Georgien schickt Indierocker statt Solo-Ladys
Indierock beim Eurovision Song Contest! Verzerrte Gitarren, Rückkopplung - und dazu eine rein männlich besetzte Formation: 2016 schickte Georgien überraschenderweise Nika Kocharov und seine Band, die Young Georgian Lolitaz, zum ESC. Das gab‘s noch nicht von Seiten der Kaukasusrepublik. Denn die setzte seit ihrer ersten ESC-Teilnahme 2007 meist aufs gleiche Erfolgsrezept: weibliche Solo-Acts, die auch stets verlässlich auf den Rängen neun bis zwölf landeten. Getrübt wurde Georgiens gute Bilanz bislang nur durch zwei Acts, die von diesem Konzept abwichen: 2014 gingen das Musikerkollektiv The Shin & Mariko und ihr herrlich schräger Ethnojazz schon im Halbfinale unter, und das liebliche Duett Sophie & Nodi landete 2013 "nur" auf Platz 15.
Freundliche Indierocker mit Dreitagebärten
Seien wir also ehrlich: Georgiens ESC-Historie ist eine, bei der Männer bislang eher störten. Vor diesem Hintergrund war es umso mutiger, vier freundliche Indieschrammelrockjungs mit Dreitagebärten nach Stockholm zu schicken, wie es der georgische Rundfunk GPB tat, der den Kandidaten wie üblich intern bestimmte. Jedoch: Es kommt ja auf den Song an! Und bei dem hatte, neben einer Expertenjury, auch das Publikum Mitspracherecht. Via Televoting konnte es aus fünf Kompositionen wählen. And the winner was "Midnight Gold", ein gitarrenlastiger, gut produzierter Indiesong mit einem kleinen Clou: dem Rave-Part gegen Ende des Stücks, der sogar noch etwas härter daherkommt als man es Anfang der Neunziger in Manchester vormachte.
Erfolgskomponist G:son an Bord
Der kantige, aber durchaus gelungene Beitrag ist das gewesen, was dabei rauskommt, wenn beim Komponieren ein gestandener georgischer Alternative-Musiker - Kote Kalandadze - auf einen der renommiertesten ESC-Songschreiber trifft: Thomas G:Son, umtriebiger Pop-Komponist aus dem eher verschlafenen schwedischen Städtchen Skövde, ist seit Jahren eine feste Größe auf dem ESC-Parkett. 2012 in Baku gewann Loreen mit seinem Song "Euphoria", Und europaweit arbeitet G:Son jedes Jahr mit diversen ESC-Kandidaten zusammen - auch mit georgischen: Er schrieb die Songs für Sophie & Nodi 2013 und für Nina Sublatti im vergangenen Jahr. Nun also eine Indieband.

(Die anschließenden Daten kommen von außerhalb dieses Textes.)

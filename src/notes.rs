//! Note collection persisted as a single JSON file
//!
//! The entire collection is rewritten on every mutation. An absent or
//! malformed file loads as an empty collection rather than an error, so a
//! fresh install and a corrupted file both start clean.

use crate::error::{Error, Result};
use crate::types::{Note, NoteId};
use parking_lot::RwLock;
use std::fs;
use std::path::{Path, PathBuf};
use tracing::{debug, warn};

/// JSON-file-backed note collection, most recent note first
///
/// Mutations persist the whole collection before committing the in-memory
/// state, so a failed write leaves both the file and the store unchanged.
/// Callers share the store behind an `Arc`; concurrent writers are not
/// coordinated beyond the internal lock.
pub struct NoteStore {
    path: PathBuf,
    notes: RwLock<Vec<Note>>,
}

impl NoteStore {
    /// Open the store backed by the given file
    ///
    /// Never fails: a missing file starts empty, a malformed one is logged
    /// and treated as empty.
    pub fn open(path: impl Into<PathBuf>) -> Self {
        let path = path.into();
        let notes = match fs::read_to_string(&path) {
            Ok(raw) => match serde_json::from_str::<Vec<Note>>(&raw) {
                Ok(notes) => notes,
                Err(e) => {
                    warn!(
                        "note file {} is malformed, starting empty: {}",
                        path.display(),
                        e
                    );
                    Vec::new()
                }
            },
            Err(e) if e.kind() == std::io::ErrorKind::NotFound => Vec::new(),
            Err(e) => {
                warn!("cannot read note file {}: {}", path.display(), e);
                Vec::new()
            }
        };
        debug!("loaded {} notes from {}", notes.len(), path.display());
        Self {
            path,
            notes: RwLock::new(notes),
        }
    }

    /// Default note file location under the platform data directory
    pub fn default_path() -> PathBuf {
        dirs::data_dir()
            .unwrap_or_else(|| PathBuf::from("."))
            .join("voxnote")
            .join("notes.json")
    }

    pub fn path(&self) -> &Path {
        &self.path
    }

    /// All notes, most recent first
    pub fn list(&self) -> Vec<Note> {
        self.notes.read().clone()
    }

    pub fn get(&self, id: NoteId) -> Option<Note> {
        self.notes.read().iter().find(|n| n.id == id).cloned()
    }

    /// Case-insensitive search over title and content
    pub fn search(&self, query: &str) -> Vec<Note> {
        self.notes
            .read()
            .iter()
            .filter(|n| n.matches(query))
            .cloned()
            .collect()
    }

    pub fn len(&self) -> usize {
        self.notes.read().len()
    }

    pub fn is_empty(&self) -> bool {
        self.notes.read().is_empty()
    }

    /// Create a note and insert it at the front of the collection
    pub fn add(
        &self,
        title: String,
        content: String,
        audio_path: Option<PathBuf>,
    ) -> Result<Note> {
        let note = Note::new(title, content, audio_path);
        let mut notes = self.notes.write();
        let mut next = notes.clone();
        next.insert(0, note.clone());
        self.persist(&next)?;
        *notes = next;
        debug!("added note {} ({})", note.id, note.title);
        Ok(note)
    }

    /// Replace the stored note with the same id
    ///
    /// An unknown id is a no-op: nothing is written and `Ok` is returned.
    pub fn update(&self, note: &Note) -> Result<()> {
        let mut notes = self.notes.write();
        let Some(idx) = notes.iter().position(|n| n.id == note.id) else {
            debug!("update for unknown note {}, ignoring", note.id);
            return Ok(());
        };
        let mut next = notes.clone();
        next[idx] = note.clone();
        self.persist(&next)?;
        *notes = next;
        Ok(())
    }

    /// Remove the note with the given id
    ///
    /// Idempotent: deleting an absent note still rewrites the file and
    /// succeeds. The referenced audio file, if any, is left on disk.
    pub fn delete(&self, id: NoteId) -> Result<()> {
        let mut notes = self.notes.write();
        let mut next = notes.clone();
        next.retain(|n| n.id != id);
        self.persist(&next)?;
        *notes = next;
        Ok(())
    }

    fn persist(&self, notes: &[Note]) -> Result<()> {
        if let Some(parent) = self.path.parent() {
            fs::create_dir_all(parent).map_err(|e| {
                Error::Persistence(format!("create {}: {}", parent.display(), e))
            })?;
        }
        let json = serde_json::to_string_pretty(notes)
            .map_err(|e| Error::Persistence(format!("encode notes: {}", e)))?;
        fs::write(&self.path, json)
            .map_err(|e| Error::Persistence(format!("write {}: {}", self.path.display(), e)))?;
        Ok(())
    }
}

Georgische Indie-Veteranen
Und diese Band ist nicht irgendeine in Georgien. In vielen Jahren Bühnenpräsenz haben Nika Kocharov & Young Georgian Lolitaz ihren sehr eigenen Stil aus Alternative- und melodischem Indierock, New Wave und Electro-Spielereien entwickelt und drei Alben veröffentlicht. Von Beginn an dabei sind Frontmann Nika Kocharov und Gitarrist Levan Shanshiashvili. Aktuell gehören noch Bassist Giorgi Marr - schottische Wurzeln, britischer Musikgeschmack - sowie Drummer Dimitri Oganesian - Perfektionist und gelernter Designer - zur Band.
Der Bandname entstand Nika zufolge ganz zu Beginn ihrer Karriere als Parodie auf erotische Websites. "Ehrlich gesagt", so Nika Jahre später, "hätte ich gewusst, dass es die Band so lange geben würde, hätte ich einen anderen Namen gesucht".
Es begann mit einer Beatles-Coverband
Nikas Talent kommt übrigens nicht von ungefähr: Sein Vater Valeri ist ein populärer Musiker in Georgien, in den Sechzigern traten er und seine Band Blitz in der Sowjetunion höchst erfolgreich als "Beatles-Ersatz" auf. Anfang der Neunziger durfte Nika seinen Vater zum ersten Mal live auf der Bühne zu "A Hard Day's Night" begleiten - bei einer Promotour in Liverpool. Seit diesem denkwürdigen Tag, an dem er auch seine erste Gitarre geschenkt bekam, gilt Nikas Liebe der Musik. Vielleicht ist dieser Funke auch im zweiten Halbfinale in Stockholm übergesprungen. Die Herren durften jedenfalls im Finale weiterrocken. Und dort schafften die Jungs aus der Hauptstadt Tiflis trotz guter Performance einen 20. Platz.